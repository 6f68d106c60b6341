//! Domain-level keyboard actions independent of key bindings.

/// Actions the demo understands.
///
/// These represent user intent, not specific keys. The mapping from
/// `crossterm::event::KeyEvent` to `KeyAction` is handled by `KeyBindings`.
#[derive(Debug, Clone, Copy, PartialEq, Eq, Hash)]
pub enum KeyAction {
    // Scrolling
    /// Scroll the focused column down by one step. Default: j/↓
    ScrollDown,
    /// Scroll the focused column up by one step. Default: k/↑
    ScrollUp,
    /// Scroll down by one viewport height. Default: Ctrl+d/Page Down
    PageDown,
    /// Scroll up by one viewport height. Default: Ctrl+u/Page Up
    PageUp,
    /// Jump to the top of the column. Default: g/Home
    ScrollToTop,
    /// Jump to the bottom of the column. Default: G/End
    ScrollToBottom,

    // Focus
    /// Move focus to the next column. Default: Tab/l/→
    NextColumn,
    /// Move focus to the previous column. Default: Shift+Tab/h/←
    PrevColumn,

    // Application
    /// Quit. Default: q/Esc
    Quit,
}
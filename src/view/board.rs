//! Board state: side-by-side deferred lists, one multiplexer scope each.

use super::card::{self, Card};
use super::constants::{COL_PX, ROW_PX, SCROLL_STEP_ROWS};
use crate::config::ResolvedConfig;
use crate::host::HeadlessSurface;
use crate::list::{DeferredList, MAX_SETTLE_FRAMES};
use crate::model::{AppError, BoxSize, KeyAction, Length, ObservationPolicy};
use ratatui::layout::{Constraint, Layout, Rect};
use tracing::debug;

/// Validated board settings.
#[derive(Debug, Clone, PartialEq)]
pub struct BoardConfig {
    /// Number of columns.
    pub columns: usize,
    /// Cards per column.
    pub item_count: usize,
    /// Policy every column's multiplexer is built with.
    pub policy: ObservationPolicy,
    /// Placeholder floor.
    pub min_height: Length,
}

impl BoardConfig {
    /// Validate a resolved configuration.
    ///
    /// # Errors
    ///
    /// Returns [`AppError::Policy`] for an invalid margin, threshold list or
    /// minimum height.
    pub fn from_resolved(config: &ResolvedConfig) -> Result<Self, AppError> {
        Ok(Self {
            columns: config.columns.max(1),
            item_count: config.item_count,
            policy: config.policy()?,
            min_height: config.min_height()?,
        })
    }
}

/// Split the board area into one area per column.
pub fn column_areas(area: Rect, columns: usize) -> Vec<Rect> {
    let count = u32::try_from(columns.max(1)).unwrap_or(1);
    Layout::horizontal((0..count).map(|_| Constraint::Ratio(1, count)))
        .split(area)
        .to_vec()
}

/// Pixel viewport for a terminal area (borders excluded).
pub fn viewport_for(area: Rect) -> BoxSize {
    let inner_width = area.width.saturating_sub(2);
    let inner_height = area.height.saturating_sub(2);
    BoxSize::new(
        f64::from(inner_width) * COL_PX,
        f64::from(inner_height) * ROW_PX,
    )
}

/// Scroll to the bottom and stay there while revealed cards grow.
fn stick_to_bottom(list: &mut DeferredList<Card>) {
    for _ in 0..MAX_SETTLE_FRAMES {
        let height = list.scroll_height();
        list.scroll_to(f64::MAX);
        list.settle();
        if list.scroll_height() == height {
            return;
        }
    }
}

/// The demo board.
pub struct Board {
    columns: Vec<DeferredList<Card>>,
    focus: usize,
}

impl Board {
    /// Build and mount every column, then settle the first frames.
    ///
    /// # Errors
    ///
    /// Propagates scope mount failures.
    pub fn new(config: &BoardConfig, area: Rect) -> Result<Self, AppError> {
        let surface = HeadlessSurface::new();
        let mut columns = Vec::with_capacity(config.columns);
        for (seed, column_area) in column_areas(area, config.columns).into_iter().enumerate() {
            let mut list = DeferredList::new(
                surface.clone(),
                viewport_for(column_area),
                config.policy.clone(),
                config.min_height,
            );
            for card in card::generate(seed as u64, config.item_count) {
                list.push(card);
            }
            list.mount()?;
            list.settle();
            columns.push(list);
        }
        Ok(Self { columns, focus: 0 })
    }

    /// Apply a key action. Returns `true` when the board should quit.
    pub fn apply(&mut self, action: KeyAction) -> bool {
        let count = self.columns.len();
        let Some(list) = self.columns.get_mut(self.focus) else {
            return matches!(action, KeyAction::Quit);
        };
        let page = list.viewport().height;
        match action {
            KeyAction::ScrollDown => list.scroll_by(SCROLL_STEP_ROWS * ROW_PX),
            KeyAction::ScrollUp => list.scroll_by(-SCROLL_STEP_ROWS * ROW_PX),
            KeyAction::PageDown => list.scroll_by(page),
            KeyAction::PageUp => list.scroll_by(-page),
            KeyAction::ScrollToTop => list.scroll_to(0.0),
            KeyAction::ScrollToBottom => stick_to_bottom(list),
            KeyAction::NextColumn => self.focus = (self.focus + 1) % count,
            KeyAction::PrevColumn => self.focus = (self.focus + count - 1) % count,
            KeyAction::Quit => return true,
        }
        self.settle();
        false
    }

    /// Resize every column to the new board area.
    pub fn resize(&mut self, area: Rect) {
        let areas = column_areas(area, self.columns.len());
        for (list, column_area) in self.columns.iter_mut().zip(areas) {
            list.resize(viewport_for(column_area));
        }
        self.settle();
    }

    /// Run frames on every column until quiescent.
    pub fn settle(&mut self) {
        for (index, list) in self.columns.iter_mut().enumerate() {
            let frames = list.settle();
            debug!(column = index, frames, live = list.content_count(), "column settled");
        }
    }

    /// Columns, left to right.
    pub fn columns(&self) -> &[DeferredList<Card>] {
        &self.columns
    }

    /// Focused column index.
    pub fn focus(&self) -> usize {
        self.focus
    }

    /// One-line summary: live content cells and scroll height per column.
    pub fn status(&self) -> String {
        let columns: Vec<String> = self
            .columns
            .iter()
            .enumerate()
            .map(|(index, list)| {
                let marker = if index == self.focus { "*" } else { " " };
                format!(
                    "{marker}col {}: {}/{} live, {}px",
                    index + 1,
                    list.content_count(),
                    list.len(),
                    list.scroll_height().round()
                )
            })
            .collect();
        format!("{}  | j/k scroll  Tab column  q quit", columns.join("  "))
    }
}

◆ **GOAL OF THE EXERCISE**
Each line above needs to be returned exactly as it is.

◆ **ANSWER BOX**
repository 6f68d106c60b6341
//! Domain-level keyboard actions independent of key bindings.

/// Actions the demo understands.
///
/// These represent user intent, not specific keys. The mapping from
/// `crossterm::event::KeyEvent` to `KeyAction` is handled by `KeyBindings`.
#[derive(Debug, Clone, Copy, PartialEq, Eq, Hash)]
pub enum KeyAction {
    // Scrolling
    /// Scroll the focused column down by one step. Default: j/↓
    ScrollDown,
    /// Scroll the focused column up by one step. Default: k/↑
    ScrollUp,
    /// Scroll down by one viewport height. Default: Ctrl+d/Page Down
    PageDown,
    /// Scroll up by one viewport height. Default: Ctrl+u/Page Up
    PageUp,
    /// Jump to the top of the column. Default: g/Home
    ScrollToTop,
    /// Jump to the bottom of the column. Default: G/End
    ScrollToBottom,

    // Focus
    /// Move focus to the next column. Default: Tab/l/→
    NextColumn,
    /// Move focus to the previous column. Default: Shift+Tab/h/←
    PrevColumn,

    // Application
    /// Quit. Default: q/Esc
    Quit,
}
filename src/view/board.rs
//! Board state: side-by-side deferred lists, one multiplexer scope each.

use super::card::{self, Card};
use super::constants::{COL_PX, ROW_PX, SCROLL_STEP_ROWS};
use crate::config::ResolvedConfig;
use crate::host::HeadlessSurface;
use crate::list::{DeferredList, MAX_SETTLE_FRAMES};
use crate::model::{AppError, BoxSize, KeyAction, Length, ObservationPolicy};
use ratatui::layout::{Constraint, Layout, Rect};
use tracing::debug;

/// Validated board settings.
#[derive(Debug, Clone, PartialEq)]
pub struct BoardConfig {
    /// Number of columns.
    pub columns: usize,
    /// Cards per column.
    pub item_count: usize,
    /// Policy every column's multiplexer is built with.
    pub policy: ObservationPolicy,
    /// Placeholder floor.
    pub min_height: Length,
}

impl BoardConfig {
    /// Validate a resolved configuration.
    ///
    /// # Errors
    ///
    /// Returns [`AppError::Policy`] for an invalid margin, threshold list or
    /// minimum height.
    pub fn from_resolved(config: &ResolvedConfig) -> Result<Self, AppError> {
        Ok(Self {
            columns: config.columns.max(1),
            item_count: config.item_count,
            policy: config.policy()?,
            min_height: config.min_height()?,
        })
    }
}

/// Split the board area into one area per column.
pub fn column_areas(area: Rect, columns: usize) -> Vec<Rect> {
    let count = u32::try_from(columns.max(1)).unwrap_or(1);
    Layout::horizontal((0..count).map(|_| Constraint::Ratio(1, count)))
        .split(area)
        .to_vec()
}

/// Pixel viewport for a terminal area (borders excluded).
pub fn viewport_for(area: Rect) -> BoxSize {
    let inner_width = area.width.saturating_sub(2);
    let inner_height = area.height.saturating_sub(2);
    BoxSize::new(
        f64::from(inner_width) * COL_PX,
        f64::from(inner_height) * ROW_PX,
    )
}

/// Scroll to the bottom and stay there while revealed cards grow.
fn stick_to_bottom(list: &mut DeferredList<Card>) {
    for _ in 0..MAX_SETTLE_FRAMES {
        let height = list.scroll_height();
        list.scroll_to(f64::MAX);
        list.settle();
        if list.scroll_height() == height {
            return;
        }
    }
}

/// The demo board.
pub struct Board {
    columns: Vec<DeferredList<Card>>,
    focus: usize,
}

impl Board {
    /// Build and mount every column, then settle the first frames.
    ///
    /// # Errors
    ///
    /// Propagates scope mount failures.
    pub fn new(config: &BoardConfig, area: Rect) -> Result<Self, AppError> {
        let surface = HeadlessSurface::new();
        let mut columns = Vec::with_capacity(config.columns);
        for (seed, column_area) in column_areas(area, config.columns).into_iter().enumerate() {
            let mut list = DeferredList::new(
                surface.clone(),
                viewport_for(column_area),
                config.policy.clone(),
                config.min_height,
            );
            for card in card::generate(seed as u64, config.item_count) {
                list.push(card);
            }
            list.mount()?;
            list.settle();
            columns.push(list);
        }
        Ok(Self { columns, focus: 0 })
    }

    /// Apply a key action. Returns `true` when the board should quit.
    pub fn apply(&mut self, action: KeyAction) -> bool {
        let count = self.columns.len();
        let Some(list) = self.columns.get_mut(self.focus) else {
            return matches!(action, KeyAction::Quit);
        };
        let page = list.viewport().height;
        match action {
            KeyAction::ScrollDown => list.scroll_by(SCROLL_STEP_ROWS * ROW_PX),
            KeyAction::ScrollUp => list.scroll_by(-SCROLL_STEP_ROWS * ROW_PX),
            KeyAction::PageDown => list.scroll_by(page),
            KeyAction::PageUp => list.scroll_by(-page),
            KeyAction::ScrollToTop => list.scroll_to(0.0),
            KeyAction::ScrollToBottom => stick_to_bottom(list),
            KeyAction::NextColumn => self.focus = (self.focus + 1) % count,
            KeyAction::PrevColumn => self.focus = (self.focus + count - 1) % count,
            KeyAction::Quit => return true,
        }
        self.settle();
        false
    }

    /// Resize every column to the new board area.
    pub fn resize(&mut self, area: Rect) {
        let areas = column_areas(area, self.columns.len());
        for (list, column_area) in self.columns.iter_mut().zip(areas) {
            list.resize(viewport_for(column_area));
        }
        self.settle();
    }

    /// Run frames on every column until quiescent.
    pub fn settle(&mut self) {
        for (index, list) in self.columns.iter_mut().enumerate() {
            let frames = list.settle();
            debug!(column = index, frames, live = list.content_count(), "column settled");
        }
    }

    /// Columns, left to right.
    pub fn columns(&self) -> &[DeferredList<Card>] {
        &self.columns
    }

    /// Focused column index.
    pub fn focus(&self) -> usize {
        self.focus
    }

    /// One-line summary: live content cells and scroll height per column.
    pub fn status(&self) -> String {
        let columns: Vec<String> = self
            .columns
            .iter()
            .enumerate()
            .map(|(index, list)| {
                let marker = if index == self.focus { "*" } else { " " };
                format!(
                    "{marker}col {}: {}/{} live, {}px",
                    index + 1,
                    list.content_count(),
                    list.len(),
                    list.scroll_height().round()
                )
            })
            .collect();
        format!("{}  | j/k scroll  Tab column  q quit", columns.join("  "))
    }
}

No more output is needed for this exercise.